[Collected data]
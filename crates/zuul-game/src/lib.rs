//! Command parser and game engine for Zuul.
//!
//! A [`Game`] owns the room graph and the player's position. Each line of
//! input is parsed into a two-word [`Command`] and dispatched against that
//! state; the `add` and `destroy` commands rebuild the map while playing.

/// Session configuration.
pub mod config;
/// Error types for the game engine.
pub mod error;
/// Line-oriented input and output seams.
pub mod io;
/// Command parsing and command-word suggestions.
pub mod parser;
/// The game engine and dispatch loop.
pub mod session;

pub use config::GameConfig;
pub use error::{GameError, GameResult};
pub use io::{LineInput, LineOutput, ScriptedInput};
pub use parser::{Command, CommandWord, parse_command, read_command};
pub use session::{Game, Outcome};
use crate::error::CoreResult;
use crate::graph::RoomGraph;

/// Where the player stands when a game starts on the campus map.
pub const START_ROOM: &str = "outside";

const ROOMS: &[(&str, &str)] = &[
    ("outside", "outside the main entrance of the university"),
    ("theater", "in a lecture theater"),
    ("pub", "in the campus pub"),
    ("lab", "in a computing lab"),
    ("office", "in the computing admin office"),
    (
        "overlook",
        "on top of the lecture building, admiring the beautiful view of campus",
    ),
    (
        "dungeon",
        "in the 'dungeon,' a legendary work area under the computer lab",
    ),
];

// (room, direction, destination); not every exit has a reverse.
const EXITS: &[(&str, &str, &str)] = &[
    ("outside", "east", "theater"),
    ("outside", "south", "lab"),
    ("outside", "west", "pub"),
    ("theater", "west", "outside"),
    ("theater", "up", "overlook"),
    ("pub", "east", "outside"),
    ("lab", "north", "outside"),
    ("lab", "east", "office"),
    ("lab", "down", "dungeon"),
    ("office", "west", "lab"),
    ("overlook", "down", "theater"),
    ("dungeon", "up", "lab"),
];

/// Build the university campus map the game starts with.
pub fn campus_map() -> CoreResult<RoomGraph> {
    let mut graph = RoomGraph::new();
    for (id, description) in ROOMS {
        graph.create_room(*id, *description);
    }
    for (id, direction, destination) in EXITS {
        graph.set_exit(id, *direction, *destination)?;
    }
    Ok(graph)
}

#[cfg(test)]
mod tests {
    use super::*;

    #[test]
    fn campus_has_seven_rooms() {
        let graph = campus_map().unwrap();
        assert_eq!(graph.len(), 7);
        assert!(graph.contains(START_ROOM));
    }

    #[test]
    fn campus_exits_match_fixture() {
        let graph = campus_map().unwrap();
        for (id, direction, destination) in EXITS {
            assert_eq!(
                graph.get_exit(id, direction).map(|d| d.as_str()),
                Some(*destination),
                "{id} {direction}"
            );
        }
        let total: usize = graph
            .room_ids()
            .into_iter()
            .filter_map(|id| graph.get(id.as_str()))
            .map(|room| room.exits().count())
            .sum();
        assert_eq!(total, EXITS.len());
    }

    #[test]
    fn every_seed_exit_leads_somewhere() {
        let graph = campus_map().unwrap();
        for (id, direction, _) in EXITS {
            assert!(graph.travel(id, direction).is_some(), "{id} {direction}");
        }
    }

    #[test]
    fn outside_description() {
        let graph = campus_map().unwrap();
        insta::assert_snapshot!(graph.describe("outside").unwrap(), @r"
        You are outside the main entrance of the university.
        Exits: east south west
        ");
    }
}
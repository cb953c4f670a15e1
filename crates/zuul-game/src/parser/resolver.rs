//! Fuzzy matching of mistyped command words.

use strsim::jaro_winkler;

use super::command::CommandWord;

/// Minimum similarity score for a suggestion (0.0-1.0).
const SUGGEST_THRESHOLD: f64 = 0.8;

/// Suggest the vocabulary word closest to `input`, if any scores above the
/// threshold.
pub fn suggest_command_word(input: &str) -> Option<CommandWord> {
    let input_lower = input.to_lowercase();
    if input_lower.is_empty() {
        return None;
    }

    CommandWord::VOCABULARY
        .iter()
        .map(|word| (*word, jaro_winkler(&input_lower, word.name())))
        .filter(|(_, score)| *score >= SUGGEST_THRESHOLD)
        .max_by(|a, b| a.1.partial_cmp(&b.1).unwrap_or(std::cmp::Ordering::Equal))
        .map(|(word, _)| word)
}
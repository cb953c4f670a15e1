use std::borrow::Borrow;
use std::collections::BTreeMap;
use std::fmt;

/// Unique identifier for every room: the room's name.
#[derive(Debug, Clone, PartialEq, Eq, Hash, PartialOrd, Ord)]
pub struct RoomId(String);

impl RoomId {
    /// Create an identifier from a room name.
    pub fn new(name: impl Into<String>) -> Self {
        Self(name.into())
    }

    /// The room name as a string slice.
    pub fn as_str(&self) -> &str {
        &self.0
    }
}

impl fmt::Display for RoomId {
    fn fmt(&self, f: &mut fmt::Formatter<'_>) -> fmt::Result {
        f.write_str(&self.0)
    }
}

impl From<&str> for RoomId {
    fn from(name: &str) -> Self {
        Self::new(name)
    }
}

impl From<String> for RoomId {
    fn from(name: String) -> Self {
        Self(name)
    }
}

impl Borrow<str> for RoomId {
    fn borrow(&self) -> &str {
        &self.0
    }
}

impl PartialEq<str> for RoomId {
    fn eq(&self, other: &str) -> bool {
        self.0 == other
    }
}

impl PartialEq<&str> for RoomId {
    fn eq(&self, other: &&str) -> bool {
        self.0 == *other
    }
}

/// A navigable location.
///
/// The room's name is not stored here; it is the key under which the room
/// lives in the [`RoomGraph`](crate::RoomGraph).
#[derive(Debug, Clone, PartialEq, Eq)]
pub struct Room {
    /// Short phrase completing "You are ...", e.g. "in a computing lab".
    pub description: String,
    exits: BTreeMap<String, RoomId>,
}

impl Room {
    /// Create a room with no exits.
    pub fn new(description: impl Into<String>) -> Self {
        Self {
            description: description.into(),
            exits: BTreeMap::new(),
        }
    }

    /// Set (or replace) the exit in `direction`. The destination is not
    /// checked for existence.
    pub fn set_exit(&mut self, direction: impl Into<String>, destination: RoomId) {
        self.exits.insert(direction.into(), destination);
    }

    /// The destination of the exit in `direction`, if one is set.
    pub fn exit(&self, direction: &str) -> Option<&RoomId> {
        self.exits.get(direction)
    }

    /// Iterate over `(direction, destination)` pairs in direction order.
    pub fn exits(&self) -> impl Iterator<Item = (&str, &RoomId)> {
        self.exits.iter().map(|(dir, dest)| (dir.as_str(), dest))
    }

    /// The populated exit directions, formatted as `Exits: east west`.
    pub fn exit_string(&self) -> String {
        let mut out = String::from("Exits:");
        for direction in self.exits.keys() {
            out.push(' ');
            out.push_str(direction);
        }
        out
    }

    /// The full description: the room phrase followed by its exit line.
    ///
    /// Built from the current exits on every call.
    pub fn long_description(&self) -> String {
        format!("You are {}.\n{}", self.description, self.exit_string())
    }
}
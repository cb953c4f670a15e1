use std::collections::HashMap;

use tracing::debug;

use crate::error::{CoreError, CoreResult};
use crate::room::{Room, RoomId};

/// The map of the game. Owns every room, keyed by room name.
#[derive(Debug, Clone, Default)]
pub struct RoomGraph {
    rooms: HashMap<RoomId, Room>,
}

impl RoomGraph {
    /// Create an empty graph.
    pub fn new() -> Self {
        Self::default()
    }

    // -----------------------------------------------------------------------
    // Room CRUD
    // -----------------------------------------------------------------------

    /// Insert a room with no exits, replacing any room already stored under `id`.
    pub fn create_room(&mut self, id: impl Into<RoomId>, description: impl Into<String>) {
        let id = id.into();
        let room = Room::new(description);
        debug!(room = %id, description = %room.description, "room created");
        if self.rooms.insert(id.clone(), room).is_some() {
            debug!(room = %id, "existing room replaced");
        }
    }

    /// Remove a room. Removing a room that does not exist is a no-op.
    ///
    /// Exits in other rooms that point at the removed room are left in place.
    pub fn remove_room(&mut self, id: &str) -> Option<Room> {
        let removed = self.rooms.remove(id);
        if removed.is_some() {
            debug!(room = id, "room removed");
        }
        removed
    }

    /// Get a room by name.
    pub fn get(&self, id: &str) -> Option<&Room> {
        self.rooms.get(id)
    }

    /// Whether a room with this name exists.
    pub fn contains(&self, id: &str) -> bool {
        self.rooms.contains_key(id)
    }

    // -----------------------------------------------------------------------
    // Exits
    // -----------------------------------------------------------------------

    /// Set an exit on an existing room. The destination is stored as given,
    /// whether or not it exists.
    pub fn set_exit(
        &mut self,
        id: &str,
        direction: impl Into<String>,
        destination: impl Into<RoomId>,
    ) -> CoreResult<()> {
        let room = self
            .rooms
            .get_mut(id)
            .ok_or_else(|| CoreError::RoomNotFound(RoomId::new(id)))?;
        let direction = direction.into();
        let destination = destination.into();
        debug!(room = id, %direction, %destination, "exit set");
        room.set_exit(direction, destination);
        Ok(())
    }

    /// The destination of the exit in `direction`. `None` when the direction
    /// is unset or the room itself is missing.
    pub fn get_exit(&self, id: &str, direction: &str) -> Option<&RoomId> {
        self.rooms.get(id).and_then(|room| room.exit(direction))
    }

    /// Follow an exit, yielding the destination only if that room currently
    /// exists. A dangling exit resolves to `None`.
    pub fn travel(&self, id: &str, direction: &str) -> Option<&RoomId> {
        self.get_exit(id, direction)
            .filter(|dest| self.contains(dest.as_str()))
    }

    // -----------------------------------------------------------------------
    // Queries
    // -----------------------------------------------------------------------

    /// The full description of a room, generated from its current exits.
    pub fn describe(&self, id: &str) -> Option<String> {
        self.rooms.get(id).map(Room::long_description)
    }

    /// All room names, sorted.
    pub fn room_ids(&self) -> Vec<&RoomId> {
        let mut ids: Vec<&RoomId> = self.rooms.keys().collect();
        ids.sort();
        ids
    }

    /// Number of rooms.
    pub fn len(&self) -> usize {
        self.rooms.len()
    }

    /// Whether the graph has no rooms.
    pub fn is_empty(&self) -> bool {
        self.rooms.is_empty()
    }
}
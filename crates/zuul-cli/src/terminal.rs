//! Stdin/stdout adapters for the game's line input and output.

use std::io::{self, BufRead, StdinLock, Write};

use colored::Colorize;

use zuul_game::{LineInput, LineOutput};

/// Reads player input from standard input.
pub struct StdinInput {
    reader: StdinLock<'static>,
    line: String,
}

impl Default for StdinInput {
    fn default() -> Self {
        Self {
            reader: io::stdin().lock(),
            line: String::new(),
        }
    }
}

impl LineInput for StdinInput {
    fn read_line(&mut self, prompt: &str) -> io::Result<String> {
        print!("{prompt}");
        io::stdout().flush()?;

        self.line.clear();
        if self.reader.read_line(&mut self.line)? == 0 {
            // Finish the prompt line before the farewell.
            println!();
            return Err(io::Error::new(io::ErrorKind::UnexpectedEof, "stdin closed"));
        }
        Ok(self.line.trim_end_matches(['\r', '\n']).to_string())
    }
}

/// Prints game text to standard output, refusals in yellow.
pub struct StdoutOutput;

impl LineOutput for StdoutOutput {
    fn write_line(&mut self, text: &str) -> io::Result<()> {
        let mut out = io::stdout().lock();
        writeln!(out, "{text}")
    }

    fn write_error(&mut self, text: &str) -> io::Result<()> {
        let mut out = io::stdout().lock();
        writeln!(out, "{}", text.yellow())
    }
}
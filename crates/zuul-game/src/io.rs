//! Line-oriented input and output seams.
//!
//! The engine never touches a terminal directly. A frontend hands it a
//! [`LineInput`] to ask questions with and a [`LineOutput`] to print to.

use std::collections::VecDeque;
use std::io;

/// Supplies raw lines of player input.
pub trait LineInput {
    /// Show `prompt` and block until a line is entered. Returns the line as
    /// typed, without the trailing newline. Running out of input is reported
    /// as [`io::ErrorKind::UnexpectedEof`].
    fn read_line(&mut self, prompt: &str) -> io::Result<String>;
}

/// Receives every line of text shown to the player.
pub trait LineOutput {
    /// Print one line (which may itself contain newlines).
    fn write_line(&mut self, text: &str) -> io::Result<()>;

    /// Print a refusal or error message. Defaults to [`write_line`](Self::write_line).
    fn write_error(&mut self, text: &str) -> io::Result<()> {
        self.write_line(text)
    }
}

impl LineOutput for Vec<String> {
    fn write_line(&mut self, text: &str) -> io::Result<()> {
        self.push(text.to_string());
        Ok(())
    }
}

/// A [`LineInput`] that replays a fixed list of lines, then reports end of
/// input. Records every prompt it was shown.
#[derive(Debug, Clone, Default)]
pub struct ScriptedInput {
    lines: VecDeque<String>,
    prompts: Vec<String>,
}

impl ScriptedInput {
    /// Create an input that will answer with `lines` in order.
    pub fn new<I, S>(lines: I) -> Self
    where
        I: IntoIterator<Item = S>,
        S: Into<String>,
    {
        Self {
            lines: lines.into_iter().map(Into::into).collect(),
            prompts: Vec::new(),
        }
    }

    /// Every prompt shown so far, in order.
    pub fn prompts(&self) -> &[String] {
        &self.prompts
    }

    /// Lines not yet consumed.
    pub fn remaining(&self) -> usize {
        self.lines.len()
    }
}

impl LineInput for ScriptedInput {
    fn read_line(&mut self, prompt: &str) -> io::Result<String> {
        self.prompts.push(prompt.to_string());
        self.lines
            .pop_front()
            .ok_or_else(|| io::Error::new(io::ErrorKind::UnexpectedEof, "no more scripted input"))
    }
}
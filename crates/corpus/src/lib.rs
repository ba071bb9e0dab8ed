//! Indexed, read-only corpus store for biograph.
//!
//! This crate covers the offline side of the system:
//! - [`build::build_index`] — sort a raw dump and emit the data file +
//!   byte-offset index pair
//! - [`CorpusStore`] — load that pair and answer exact-title lookups by
//!   binary search, with a bounded shallow-probe cache
//! - [`text::normalize`] — wikitext → plain text for the extractors
//!
//! The store is immutable after load and safe to share across tasks.

pub mod build;
pub mod store;
pub mod text;

pub use build::{BuildReport, build_index};
pub use store::{CorpusRecord, CorpusStore, TitleLookup};
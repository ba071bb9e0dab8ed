//! Shared types, error model, and configuration for biograph.
//!
//! This crate is the foundation depended on by all other biograph crates.
//! It provides:
//! - [`BiographError`] — the unified error type
//! - Domain types ([`Person`], [`HomonymGroup`], [`NameGroup`])
//! - Configuration ([`AppConfig`], config loading)

pub mod config;
pub mod error;
pub mod types;

// Re-export public API at crate root for ergonomic imports.
pub use config::{
    AppConfig, CorpusConfig, KnowledgeConfig, PublisherConfig, config_dir, config_file_path,
    init_config, load_config, load_config_from, publisher_credentials,
};
pub use error::{BiographError, Result};
pub use types::{HomonymGroup, NameGroup, Person};
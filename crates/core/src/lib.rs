//! Enrichment pipeline and domain logic for biograph.
//!
//! This crate ties the corpus store and the knowledge layer together:
//! - [`extract`] — pluggable signal-extraction strategies and reducers
//! - [`resolver`] — name → person resolution and per-group orchestration,
//!   including the last-name short-circuit
//! - [`assembler`] — group acceptance and disambiguation-page rendering
//! - [`pipeline`] — the concurrent cross-group run driver

pub mod assembler;
pub mod extract;
pub mod pipeline;
pub mod resolver;

pub use extract::{ExtractionProfile, PatternExtractor, Reducer, SignalExtractor};
pub use pipeline::{ProgressReporter, RunOutcome, RunSummary, SilentProgress, run_groups};
pub use resolver::Resolver;
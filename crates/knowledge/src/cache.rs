//! Per-group memoizing layer in front of the knowledge-base client.
//!
//! Scope: one [`DescriptionCache`] lives exactly as long as one name-group's
//! processing and is never shared across groups. Within that scope, at most
//! one underlying fetch happens per identifier — concurrent callers for the
//! same id coalesce on a [`OnceCell`] and wait for the first caller's result.
//! Negative outcomes (not found, throttled, upstream failure) are cached too,
//! so a failing id is not retried for the remainder of the group.

use std::collections::HashMap;
use std::sync::Arc;

use tokio::sync::{Mutex, OnceCell};
use tracing::debug;

use crate::fetcher::{DescriptionSource, FetchOutcome};

/// Group-scoped description cache with in-flight coalescing.
#[derive(Default)]
pub struct DescriptionCache {
    entries: Mutex<HashMap<String, Arc<OnceCell<Option<String>>>>>,
}

impl DescriptionCache {
    /// Create an empty cache for one group's scope.
    pub fn new() -> Self {
        Self::default()
    }

    /// Return the description for `id`, fetching it through `source` at most
    /// once per cache lifetime.
    ///
    /// The map lock is held only to find or insert the id's cell; the fetch
    /// itself runs outside it, so distinct ids resolve concurrently while
    /// same-id callers wait on one shared initialization.
    pub async fn get_or_fetch(&self, id: &str, source: &dyn DescriptionSource) -> Option<String> {
        let cell = {
            let mut entries = self.entries.lock().await;
            Arc::clone(entries.entry(id.to_string()).or_default())
        };

        cell.get_or_init(|| async {
            match source.describe(id).await {
                FetchOutcome::Found(description) => Some(description),
                outcome => {
                    debug!(id, ?outcome, "no description; caching negative result");
                    None
                }
            }
        })
        .await
        .clone()
    }

    /// Number of distinct ids this cache has seen.
    pub async fn len(&self) -> usize {
        self.entries.lock().await.len()
    }

    /// Whether the cache has seen no ids yet.
    pub async fn is_empty(&self) -> bool {
        self.entries.lock().await.is_empty()
    }
}

#[cfg(test)]
mod tests {
    use super::*;

    use std::sync::atomic::{AtomicUsize, Ordering};
    use std::time::Duration;

    use async_trait::async_trait;

    /// Test double counting underlying fetches.
    struct CountingSource {
        calls: AtomicUsize,
        outcome: FetchOutcome,
        delay: Duration,
    }

    impl CountingSource {
        fn new(outcome: FetchOutcome) -> Self {
            Self {
                calls: AtomicUsize::new(0),
                outcome,
                delay: Duration::ZERO,
            }
        }

        fn slow(outcome: FetchOutcome, delay: Duration) -> Self {
            Self {
                calls: AtomicUsize::new(0),
                outcome,
                delay,
            }
        }

        fn calls(&self) -> usize {
            self.calls.load(Ordering::SeqCst)
        }
    }

    #[async_trait]
    impl DescriptionSource for CountingSource {
        async fn describe(&self, _id: &str) -> FetchOutcome {
            self.calls.fetch_add(1, Ordering::SeqCst);
            if !self.delay.is_zero() {
                tokio::time::sleep(self.delay).await;
            }
            self.outcome.clone()
        }
    }

    #[tokio::test]
    async fn repeated_lookups_fetch_once() {
        let cache = DescriptionCache::new();
        let source = CountingSource::new(FetchOutcome::Found("écrivain".into()));

        assert_eq!(
            cache.get_or_fetch("Q42", &source).await.as_deref(),
            Some("écrivain")
        );
        assert_eq!(
            cache.get_or_fetch("Q42", &source).await.as_deref(),
            Some("écrivain")
        );
        assert_eq!(source.calls(), 1);
    }

    #[tokio::test]
    async fn concurrent_same_id_callers_coalesce() {
        let cache = Arc::new(DescriptionCache::new());
        let source = Arc::new(CountingSource::slow(
            FetchOutcome::Found("peintre".into()),
            Duration::from_millis(50),
        ));

        let mut handles = Vec::new();
        for _ in 0..8 {
            let cache = Arc::clone(&cache);
            let source = Arc::clone(&source);
            handles.push(tokio::spawn(async move {
                cache.get_or_fetch("Q7", source.as_ref()).await
            }));
        }

        for handle in handles {
            assert_eq!(handle.await.unwrap().as_deref(), Some("peintre"));
        }
        assert_eq!(source.calls(), 1, "same-id callers must share one fetch");
    }

    #[tokio::test]
    async fn negative_outcomes_are_cached() {
        for outcome in [
            FetchOutcome::NotFound,
            FetchOutcome::Throttled,
            FetchOutcome::ServiceError("boom".into()),
        ] {
            let cache = DescriptionCache::new();
            let failing = CountingSource::new(outcome);
            assert!(cache.get_or_fetch("Q13", &failing).await.is_none());
            assert_eq!(failing.calls(), 1);

            // Later callers reuse the negative entry for the rest of the
            // scope, even against a now-healthy source.
            let healthy = CountingSource::new(FetchOutcome::Found("maire".into()));
            assert!(cache.get_or_fetch("Q13", &healthy).await.is_none());
            assert_eq!(healthy.calls(), 0);
            assert_eq!(cache.len().await, 1);
        }
    }

    #[tokio::test]
    async fn distinct_ids_fetch_independently() {
        let cache = DescriptionCache::new();
        let source = CountingSource::new(FetchOutcome::Found("historien".into()));

        cache.get_or_fetch("Q1", &source).await;
        cache.get_or_fetch("Q2", &source).await;
        assert_eq!(source.calls(), 2);
        assert_eq!(cache.len().await, 2);
    }
}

*EXERCISE BRIEF*: Copy every line of the data above, beginning with the first and ending with the line that contains "map while playing.", and give nothing more.

*COMPLETED TASK*:
filename crates/zuul-game/src/lib.rs
//! Command parser and game engine for Zuul.
//!
//! A [`Game`] owns the room graph and the player's position. Each line of
//! input is parsed into a two-word [`Command`] and dispatched against that
//! state; the `add` and `destroy` commands rebuild the map while playing.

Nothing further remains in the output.